I am signed up to run the National Marathon in Washington, DC, next Saturday. It will be my fourth running of the race (I ran it in 2008, 2009, and 2011), but my first since it became part of the Rock 'n' Roll series. I will get to check out a new course and experience my first Rock 'n' Roll marathon. I've never run a marathon in the series before, but in many races I've passed volunteers playing music from the sidelines. It makes a difference! I remember in particular when a satisfyingly bitter Alanis Morissette song quickened my step along a waterfront trail in Hartford, where I matched a PR I have never approached again.

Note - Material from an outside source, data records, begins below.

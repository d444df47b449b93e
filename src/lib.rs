//! Cody – discovery of null-coincidence dependencies in tabular data.
//!
//! A *Cody* is a set of columns whose missing values coincide: in (almost)
//! every row, either all of its columns are null or none of them is. The
//! *support* of a column set is the fraction of rows for which this holds.
//! Exact Codys have support 1.0; approximate Codys reach a configured minimum
//! support below 1.0. This crate finds the maximal ones.
//!
//! ## Pipeline
//! * [`preprocess`] – reads rows, reduces each to the set of its null columns,
//!   collapses equal rows and equal columns, and stores one
//!   [`roaring::RoaringBitmap`] of null rows per column.
//! * [`validate`] – measures support of any column set from the bitmaps and
//!   builds the pairwise [`validate::CompatibilityGraph`].
//! * [`prune`] – turns the graph into optimistic upper bounds, either maximal
//!   cliques or connected components.
//! * [`search`] – walks the lattice down from those bounds, validating each
//!   level in parallel and keeping only maximal accepted sets.
//! * [`discovery`] – runs the pipeline end to end and re-expands duplicate
//!   columns.
//!
//! Rows come from [`source::CsvSource`] or from any iterator of
//! `Result<Vec<String>>`. The run is described by a [`config::Configuration`].
//!
//! ## Quick Start
//! ```
//! use cody::config::Configuration;
//! use cody::discovery::Discovery;
//! let configuration = Configuration { min_support: 0.9, ..Configuration::default() };
//! let rows = vec![
//!     vec!["a", "b", "c"],
//!     vec!["", "", "1"],
//!     vec!["", "", ""],
//!     vec!["1", "1", "1"],
//! ];
//! let rows = rows
//!     .into_iter()
//!     .map(|r| Ok(r.into_iter().map(String::from).collect()));
//! let report = Discovery::new(configuration).unwrap().run_rows(rows).unwrap();
//! assert_eq!(report.render(), vec!["[a, b]: support = 1.0000"]);
//! ```

pub mod candidate;
pub mod config;
pub mod discovery;
pub mod error;
pub mod preprocess;
pub mod prune;
pub mod search;
pub mod source;
pub mod validate;

pub use error::{CodyError, Result};
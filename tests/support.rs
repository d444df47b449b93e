mod common;

use common::{configuration, mask_rows};

use rand::rngs::StdRng;
use rand::{Rng, SeedableRng};

use cody::candidate::ColumnCombination;
use cody::config::PruningMode;
use cody::preprocess::Preprocessor;
use cody::validate::Validator;

fn random_masks(seed: u64, rows: usize, columns: usize) -> Vec<Vec<bool>> {
    let mut rng = StdRng::seed_from_u64(seed);
    (0..rows)
        .map(|_| (0..columns).map(|_| rng.gen_bool(0.3)).collect())
        .collect()
}

fn all_combinations(columns: usize) -> Vec<ColumnCombination> {
    (1u32..1 << columns)
        .filter_map(|bits| {
            ColumnCombination::new((0..columns).filter(|c| bits & (1 << c) != 0).collect())
        })
        .collect()
}

#[test]
fn support_is_monotone() {
    let config = configuration(0.5, PruningMode::Clique);
    for seed in 0..5 {
        let pre = Preprocessor::new(&config)
            .run(mask_rows(&random_masks(seed, 40, 6)))
            .expect("preprocess ok");
        let validator = Validator::new(&pre, 0.5);
        for combination in all_combinations(pre.columns().len()) {
            let support = validator.check_column_combination(&combination).support();
            assert!((0.0..=1.0).contains(&support));
            for subset in combination.immediate_subsets() {
                let subset_support = validator.check_column_combination(&subset).support();
                assert!(
                    subset_support >= support,
                    "{subset} has {subset_support} below {combination} with {support}"
                );
            }
        }
    }
}

#[test]
fn support_is_weighted_by_multiplicity() {
    let config = configuration(0.5, PruningMode::Clique);
    // the violating pattern occurs once, the coinciding ones seven times
    let mut masks = vec![vec![true, false]];
    masks.extend((0..4).map(|_| vec![true, true]));
    masks.extend((0..3).map(|_| vec![false, false]));
    let pre = Preprocessor::new(&config).run(mask_rows(&masks)).expect("preprocess ok");
    assert_eq!(pre.distinct_rows(), 3);
    let validator = Validator::new(&pre, 0.5);
    let pair = ColumnCombination::new(vec![0, 1]).unwrap();
    assert_eq!(validator.check_column_combination(&pair).support(), 7.0 / 8.0);
    assert_eq!(validator.pair_support(0, 1), 7.0 / 8.0);
}

#[test]
fn exactness_agrees_with_full_support() {
    let mut config = configuration(1.0, PruningMode::Clique);
    config.deduplicate = false;
    let mut masks = random_masks(11, 30, 4);
    for row in &mut masks {
        row.push(row[0]);
    }
    let pre = Preprocessor::new(&config).run(mask_rows(&masks)).expect("preprocess ok");
    let validator = Validator::new(&pre, 1.0);
    for combination in all_combinations(pre.columns().len()) {
        let support = validator.check_column_combination(&combination).support();
        assert_eq!(validator.is_exact(&combination), support == 1.0, "{combination}");
    }
    assert!(validator.is_exact(&ColumnCombination::new(vec![0, 4]).unwrap()));
}

#[test]
fn graph_edges_follow_pairwise_support() {
    let config = configuration(0.7, PruningMode::Clique);
    let pre = Preprocessor::new(&config)
        .run(mask_rows(&random_masks(3, 50, 6)))
        .expect("preprocess ok");
    let validator = Validator::new(&pre, 0.7);
    let graph = validator.graph();
    assert_eq!(graph.nodes(), pre.columns().len());
    for a in 0..graph.nodes() {
        for b in 0..graph.nodes() {
            if a == b {
                continue;
            }
            let support = validator.pair_support(a, b);
            assert_eq!(graph.has_edge(a, b), support >= 0.7);
            assert_eq!(graph.neighbors(a).contains(b as u32), support >= 0.7);
            if graph.has_edge(a, b) {
                assert_eq!(graph.support(a, b), Some(support));
            }
        }
    }
}
use std::path::PathBuf;
use std::process::ExitCode;

use tracing::error;
use tracing_subscriber::EnvFilter;

use cody::config::Configuration;
use cody::discovery::Discovery;

// Usage: cody [CONFIG_FILE]
// Any setting can be overridden through CODY_* environment variables,
// e.g. CODY_PATH=data.csv CODY_MIN_SUPPORT=0.95 cody
fn main() -> ExitCode {
    tracing_subscriber::fmt()
        .with_env_filter(EnvFilter::try_from_default_env().unwrap_or_else(|_| EnvFilter::new("info")))
        .with_writer(std::io::stderr)
        .init();

    let file = std::env::args().nth(1).map(PathBuf::from);
    let report = Configuration::load(file.as_deref())
        .and_then(Discovery::new)
        .and_then(|discovery| discovery.run());
    match report {
        Ok(report) => {
            for line in report.render() {
                println!("{line}");
            }
            match serde_json::to_string(&report.statistics) {
                Ok(json) => println!("{json}"),
                Err(e) => error!(error=%e, "could not serialize statistics"),
            }
            ExitCode::SUCCESS
        }
        Err(e) => {
            error!(error=%e, "discovery failed");
            eprintln!("{e}");
            ExitCode::FAILURE
        }
    }
}
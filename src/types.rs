use serde::{Deserialize, Serialize};

/// Capture date of a panorama, month resolution.
#[derive(Debug, Clone, Copy, PartialEq, Eq, PartialOrd, Ord, Serialize, Deserialize)]
pub struct CaptureDate {
    /// Capture year (20xx)
    pub year: u16,
    /// Capture month (1-12)
    pub month: u8,
}

impl std::fmt::Display for CaptureDate {
    fn fmt(&self, f: &mut std::fmt::Formatter<'_>) -> std::fmt::Result {
        write!(f, "{}-{:02}", self.year, self.month)
    }
}

/// A panorama discovered near a GPS coordinate.
///
/// Records are immutable once date reconciliation has run; two records are
/// duplicates iff all populated fields are equal.
#[derive(Debug, Clone, PartialEq, Serialize, Deserialize)]
pub struct PanoramaRecord {
    /// Unique panorama identifier
    pub pano_id: String,
    /// Latitude coordinate
    pub lat: f64,
    /// Longitude coordinate
    pub lon: f64,
    /// Camera heading in degrees, only present for the rich discovery query
    pub heading: Option<f64>,
    /// Camera tilt in degrees, only present for the rich discovery query
    pub tilt: Option<f64>,
    /// Camera roll in degrees, only present for the rich discovery query
    pub roll: Option<f64>,
    /// Capture date, absent when no date could be reconciled
    pub date: Option<CaptureDate>,
}

/// Tile grid configuration.
///
/// The tile service serves a fixed 13-row grid; the column count is a protocol
/// constant too but occasionally needs narrowing to avoid a cropped final
/// column, so it is configurable here rather than baked in.
#[derive(Debug, Clone, Copy)]
pub struct GridConfig {
    /// Number of tile columns (default 26)
    pub columns: u32,
}

impl Default for GridConfig {
    fn default() -> Self {
        Self { columns: 26 }
    }
}

/// A single planned tile: grid position, scratch file name, and source URL.
#[derive(Debug, Clone, PartialEq, Eq)]
pub struct TileDescriptor {
    /// Column within the grid
    pub column: u32,
    /// Row within the grid
    pub row: u32,
    /// Scratch file name, unique per panorama + position
    pub file_name: String,
    /// Source URL for the tile bytes
    pub url: String,
}

/// GPS location with latitude and longitude.
#[derive(Debug, Clone, Serialize, Deserialize)]
pub struct Location {
    /// Latitude coordinate
    pub lat: f64,
    /// Longitude coordinate
    pub lng: f64,
}

/// Official metadata for a panorama, from the keyed metadata endpoint.
#[derive(Debug, Clone, Serialize, Deserialize)]
pub struct MetaData {
    /// Date of panorama capture, `YYYY-MM`
    pub date: String,
    /// GPS location
    pub location: Location,
    /// Panorama ID
    pub pano_id: String,
    /// Copyright information
    pub copyright: String,
}

/// Image output format for flat images.
#[derive(Debug, Clone, Copy, PartialEq, Eq)]
pub enum ImageFormat {
    /// JPEG format
    Jpeg,
    /// PNG format
    Png,
}

impl ImageFormat {
    /// File extension used for output names.
    pub fn extension(&self) -> &'static str {
        match self {
            ImageFormat::Jpeg => "jpg",
            ImageFormat::Png => "png",
        }
    }
}

impl From<ImageFormat> for image::ImageFormat {
    fn from(format: ImageFormat) -> Self {
        match format {
            ImageFormat::Jpeg => image::ImageFormat::Jpeg,
            ImageFormat::Png => image::ImageFormat::Png,
        }
    }
}

#[cfg(test)]
mod tests {
    use super::*;

    #[test]
    fn test_capture_date_ordering() {
        let a = CaptureDate { year: 2013, month: 12 };
        let b = CaptureDate { year: 2014, month: 1 };
        let c = CaptureDate { year: 2014, month: 6 };
        assert!(a < b);
        assert!(b < c);
    }

    #[test]
    fn test_capture_date_display() {
        let d = CaptureDate { year: 2015, month: 3 };
        assert_eq!(d.to_string(), "2015-03");
    }

    #[test]
    fn test_default_grid() {
        assert_eq!(GridConfig::default().columns, 26);
    }
}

In comparison to an Everest summit push, a marathon is a short adventure: that's what I will keep telling myself. If I keep a steady heart and mind, a few short hours will carry me to my goal.

Sunday, March 3, 2013

EIOP

The day of the Pope's retirement, February 28, came and went (see "Running through Pain"). I watched the news coverage as the final moments of the papacy ticked away. I ran that day in misery. I had thought to get a rest myself from what has become my routine. The whole media spectacle around the Pope's departure filled me with melancholy. Or jealousy, more accurately, as I yearned for a helicopter to snatch me away into a different life.

I am tired: yesterday I felt I didn't care if I ever made it to Boston, or Luxembourg either. Today I started reading about an expedition to Mt. Everest, and the tale stirred familiar longings. I felt again the lure of pushing against a perceived limit. I reflected on the way trivialities fall away and the moments crystallize into purity. I thought maybe I could forge ahead after all. But of course, it is Sunday and thus a no-running day. My dreams required no immediate action.

Still, I have a plan. I am implementing Emergency Interim Operating Procedures (EIOP). Circumstances compel me to suspend--temporarily, I insist--my weekly mileage goal. For now, I shift the focus to the day by day. I will do what I can. And I won't speculate too hard about the future.

No helicopter is coming to whisk me away. If I make it to Boston this time, I must do it through my own resources. In spite of this week's dire musings, I may get there. I do not want another letter from the BAA informing me that I failed to complete the Boston Marathon! Oh, well, at the very least, I have an awesome T-shirt from Myrtle Beach.